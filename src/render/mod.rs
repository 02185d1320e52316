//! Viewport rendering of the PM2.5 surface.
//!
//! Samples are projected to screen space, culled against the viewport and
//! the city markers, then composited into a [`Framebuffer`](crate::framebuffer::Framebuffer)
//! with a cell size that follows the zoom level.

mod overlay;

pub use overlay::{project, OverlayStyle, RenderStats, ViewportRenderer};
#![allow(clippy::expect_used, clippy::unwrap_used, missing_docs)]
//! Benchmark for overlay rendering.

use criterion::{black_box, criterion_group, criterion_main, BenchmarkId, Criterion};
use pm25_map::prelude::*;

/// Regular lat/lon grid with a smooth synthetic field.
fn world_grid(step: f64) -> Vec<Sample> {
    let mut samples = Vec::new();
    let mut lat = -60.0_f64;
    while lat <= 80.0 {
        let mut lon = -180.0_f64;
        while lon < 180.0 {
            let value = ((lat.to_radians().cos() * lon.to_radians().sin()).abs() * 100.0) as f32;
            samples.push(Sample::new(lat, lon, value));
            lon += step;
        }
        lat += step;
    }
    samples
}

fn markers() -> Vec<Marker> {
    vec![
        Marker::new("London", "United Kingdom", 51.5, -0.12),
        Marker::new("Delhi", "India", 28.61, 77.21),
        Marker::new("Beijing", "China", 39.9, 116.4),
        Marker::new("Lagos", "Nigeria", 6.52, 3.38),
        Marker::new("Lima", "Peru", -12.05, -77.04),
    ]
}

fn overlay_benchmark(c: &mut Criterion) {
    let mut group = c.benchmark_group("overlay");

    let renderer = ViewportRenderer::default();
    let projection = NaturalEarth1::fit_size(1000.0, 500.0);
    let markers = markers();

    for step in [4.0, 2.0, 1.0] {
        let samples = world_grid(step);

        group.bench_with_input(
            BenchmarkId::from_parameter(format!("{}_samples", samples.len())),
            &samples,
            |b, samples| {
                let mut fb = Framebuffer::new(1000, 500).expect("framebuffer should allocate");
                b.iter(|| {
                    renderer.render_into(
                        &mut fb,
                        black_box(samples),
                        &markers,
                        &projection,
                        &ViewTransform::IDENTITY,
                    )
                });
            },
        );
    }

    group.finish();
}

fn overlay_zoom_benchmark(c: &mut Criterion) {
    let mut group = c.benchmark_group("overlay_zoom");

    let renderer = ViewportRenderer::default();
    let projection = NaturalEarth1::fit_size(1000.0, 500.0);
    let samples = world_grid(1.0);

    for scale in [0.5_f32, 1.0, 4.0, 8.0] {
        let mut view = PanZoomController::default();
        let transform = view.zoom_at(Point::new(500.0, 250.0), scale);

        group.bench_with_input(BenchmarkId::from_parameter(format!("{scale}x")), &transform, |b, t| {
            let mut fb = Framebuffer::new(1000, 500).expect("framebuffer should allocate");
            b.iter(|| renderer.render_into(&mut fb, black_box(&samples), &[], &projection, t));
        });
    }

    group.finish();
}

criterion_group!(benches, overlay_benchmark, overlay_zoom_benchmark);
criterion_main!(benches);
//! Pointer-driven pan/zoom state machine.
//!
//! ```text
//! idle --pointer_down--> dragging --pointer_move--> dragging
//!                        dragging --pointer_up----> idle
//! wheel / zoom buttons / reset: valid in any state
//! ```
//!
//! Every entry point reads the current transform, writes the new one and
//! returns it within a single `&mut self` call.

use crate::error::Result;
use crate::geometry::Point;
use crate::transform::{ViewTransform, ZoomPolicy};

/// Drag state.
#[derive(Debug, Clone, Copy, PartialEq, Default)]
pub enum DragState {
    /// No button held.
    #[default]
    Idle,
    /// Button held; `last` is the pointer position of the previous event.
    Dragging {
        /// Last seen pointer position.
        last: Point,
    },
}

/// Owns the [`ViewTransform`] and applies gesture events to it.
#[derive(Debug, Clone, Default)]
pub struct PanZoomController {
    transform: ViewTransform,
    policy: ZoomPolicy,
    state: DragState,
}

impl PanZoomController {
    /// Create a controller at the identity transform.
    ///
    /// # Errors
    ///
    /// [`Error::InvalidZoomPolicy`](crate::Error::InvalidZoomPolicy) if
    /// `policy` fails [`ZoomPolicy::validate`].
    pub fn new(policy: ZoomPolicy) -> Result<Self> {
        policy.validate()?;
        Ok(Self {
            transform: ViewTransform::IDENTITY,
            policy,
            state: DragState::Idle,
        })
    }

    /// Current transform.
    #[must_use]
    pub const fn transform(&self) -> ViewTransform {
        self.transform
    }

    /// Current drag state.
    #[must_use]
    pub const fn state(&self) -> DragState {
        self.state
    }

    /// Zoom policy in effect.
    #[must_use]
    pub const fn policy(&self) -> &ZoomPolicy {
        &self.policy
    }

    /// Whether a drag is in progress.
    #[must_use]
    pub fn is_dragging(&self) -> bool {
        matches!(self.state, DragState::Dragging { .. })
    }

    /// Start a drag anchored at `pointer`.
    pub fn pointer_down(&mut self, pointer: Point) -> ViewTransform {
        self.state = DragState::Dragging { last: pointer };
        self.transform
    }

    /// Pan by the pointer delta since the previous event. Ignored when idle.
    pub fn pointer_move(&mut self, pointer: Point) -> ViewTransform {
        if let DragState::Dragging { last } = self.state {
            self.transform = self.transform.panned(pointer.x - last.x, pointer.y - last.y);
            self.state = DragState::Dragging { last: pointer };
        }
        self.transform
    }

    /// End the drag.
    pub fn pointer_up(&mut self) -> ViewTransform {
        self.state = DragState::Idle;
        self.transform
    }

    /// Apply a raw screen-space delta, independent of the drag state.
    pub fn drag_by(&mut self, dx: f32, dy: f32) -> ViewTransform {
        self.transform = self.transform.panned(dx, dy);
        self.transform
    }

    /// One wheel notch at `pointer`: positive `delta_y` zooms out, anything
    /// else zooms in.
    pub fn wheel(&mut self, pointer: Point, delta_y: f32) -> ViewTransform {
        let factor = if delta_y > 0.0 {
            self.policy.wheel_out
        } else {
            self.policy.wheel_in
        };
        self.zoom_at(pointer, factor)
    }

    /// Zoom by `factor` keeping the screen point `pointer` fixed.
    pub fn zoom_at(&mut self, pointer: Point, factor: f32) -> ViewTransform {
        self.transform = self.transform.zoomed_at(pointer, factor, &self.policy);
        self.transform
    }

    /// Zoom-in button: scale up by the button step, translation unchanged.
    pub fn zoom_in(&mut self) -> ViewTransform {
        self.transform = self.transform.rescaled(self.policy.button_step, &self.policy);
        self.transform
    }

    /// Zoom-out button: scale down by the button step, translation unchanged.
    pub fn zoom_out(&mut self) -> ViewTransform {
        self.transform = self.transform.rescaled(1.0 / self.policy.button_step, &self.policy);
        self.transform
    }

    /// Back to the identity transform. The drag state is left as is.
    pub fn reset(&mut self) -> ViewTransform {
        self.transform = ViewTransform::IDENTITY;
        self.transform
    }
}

* * * * * * * * *

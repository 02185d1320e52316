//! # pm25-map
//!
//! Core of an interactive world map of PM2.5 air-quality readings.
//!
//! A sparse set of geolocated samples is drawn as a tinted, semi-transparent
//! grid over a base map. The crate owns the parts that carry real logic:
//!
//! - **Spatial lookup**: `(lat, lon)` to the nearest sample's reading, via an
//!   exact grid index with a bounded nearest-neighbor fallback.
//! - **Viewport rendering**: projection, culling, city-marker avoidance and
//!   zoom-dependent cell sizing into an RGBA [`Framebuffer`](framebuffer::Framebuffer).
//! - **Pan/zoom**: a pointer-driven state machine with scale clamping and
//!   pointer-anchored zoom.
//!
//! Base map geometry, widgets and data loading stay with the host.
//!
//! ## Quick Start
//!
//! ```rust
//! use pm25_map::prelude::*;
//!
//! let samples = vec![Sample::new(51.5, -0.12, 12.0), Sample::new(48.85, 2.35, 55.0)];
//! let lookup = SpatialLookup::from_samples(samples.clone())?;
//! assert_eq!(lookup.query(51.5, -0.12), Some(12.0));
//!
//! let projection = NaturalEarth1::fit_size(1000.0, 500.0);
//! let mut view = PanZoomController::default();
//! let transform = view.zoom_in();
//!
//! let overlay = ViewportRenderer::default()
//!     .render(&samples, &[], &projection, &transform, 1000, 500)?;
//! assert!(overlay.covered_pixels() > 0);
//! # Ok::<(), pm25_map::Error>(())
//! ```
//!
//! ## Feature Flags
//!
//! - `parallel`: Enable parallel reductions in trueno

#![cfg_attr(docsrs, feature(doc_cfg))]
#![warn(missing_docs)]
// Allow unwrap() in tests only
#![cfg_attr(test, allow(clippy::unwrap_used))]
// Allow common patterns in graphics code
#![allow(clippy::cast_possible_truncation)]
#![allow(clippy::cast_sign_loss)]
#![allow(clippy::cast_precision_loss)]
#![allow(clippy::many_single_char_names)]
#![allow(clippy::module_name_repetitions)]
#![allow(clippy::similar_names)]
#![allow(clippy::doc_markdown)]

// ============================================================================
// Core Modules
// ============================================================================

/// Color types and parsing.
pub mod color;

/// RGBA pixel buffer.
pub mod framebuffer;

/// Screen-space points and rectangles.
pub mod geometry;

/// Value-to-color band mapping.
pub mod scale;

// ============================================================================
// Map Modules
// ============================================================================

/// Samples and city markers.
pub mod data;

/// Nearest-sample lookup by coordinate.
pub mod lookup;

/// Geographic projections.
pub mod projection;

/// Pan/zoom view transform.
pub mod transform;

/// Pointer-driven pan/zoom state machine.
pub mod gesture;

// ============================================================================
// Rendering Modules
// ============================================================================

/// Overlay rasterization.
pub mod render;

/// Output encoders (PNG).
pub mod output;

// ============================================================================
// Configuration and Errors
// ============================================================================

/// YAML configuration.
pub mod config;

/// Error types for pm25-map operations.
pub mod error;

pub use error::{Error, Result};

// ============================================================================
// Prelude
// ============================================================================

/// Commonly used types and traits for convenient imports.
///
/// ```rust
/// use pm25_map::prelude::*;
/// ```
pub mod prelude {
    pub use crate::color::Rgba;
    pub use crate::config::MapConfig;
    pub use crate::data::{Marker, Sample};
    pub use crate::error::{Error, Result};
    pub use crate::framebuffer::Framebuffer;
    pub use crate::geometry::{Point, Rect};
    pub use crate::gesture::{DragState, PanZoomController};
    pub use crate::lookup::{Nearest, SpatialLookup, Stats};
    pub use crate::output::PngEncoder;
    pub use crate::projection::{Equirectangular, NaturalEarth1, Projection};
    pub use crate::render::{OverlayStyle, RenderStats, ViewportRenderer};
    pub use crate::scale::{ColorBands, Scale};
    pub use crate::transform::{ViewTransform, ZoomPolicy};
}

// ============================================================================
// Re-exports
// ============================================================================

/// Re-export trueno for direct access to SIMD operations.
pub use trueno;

* * * * * * * * *

● **THE PROBLEM**:
Output only an exact transcription of the lines above from the one with "use crate::error::Result;" up to and including the one with "pub fn pointer_down(&mut".

● **SOLUTION FOR THIS PROBLEM**:
use crate::error::Result;
use crate::geometry::Point;
use crate::transform::{ViewTransform, ZoomPolicy};

/// Drag state.
#[derive(Debug, Clone, Copy, PartialEq, Default)]
pub enum DragState {
    /// No button held.
    #[default]
    Idle,
    /// Button held; `last` is the pointer position of the previous event.
    Dragging {
        /// Last seen pointer position.
        last: Point,
    },
}

/// Owns the [`ViewTransform`] and applies gesture events to it.
#[derive(Debug, Clone, Default)]
pub struct PanZoomController {
    transform: ViewTransform,
    policy: ZoomPolicy,
    state: DragState,
}

impl PanZoomController {
    /// Create a controller at the identity transform.
    ///
    /// # Errors
    ///
    /// [`Error::InvalidZoomPolicy`](crate::Error::InvalidZoomPolicy) if
    /// `policy` fails [`ZoomPolicy::validate`].
    pub fn new(policy: ZoomPolicy) -> Result<Self> {
        policy.validate()?;
        Ok(Self {
            transform: ViewTransform::IDENTITY,
            policy,
            state: DragState::Idle,
        })
    }

    /// Current transform.
    #[must_use]
    pub const fn transform(&self) -> ViewTransform {
        self.transform
    }

    /// Current drag state.
    #[must_use]
    pub const fn state(&self) -> DragState {
        self.state
    }

    /// Zoom policy in effect.
    #[must_use]
    pub const fn policy(&self) -> &ZoomPolicy {
        &self.policy
    }

    /// Whether a drag is in progress.
    #[must_use]
    pub fn is_dragging(&self) -> bool {
        matches!(self.state, DragState::Dragging { .. })
    }

    /// Start a drag anchored at `pointer`.
    pub fn pointer_down(&mut self, pointer: Point) -> ViewTransform {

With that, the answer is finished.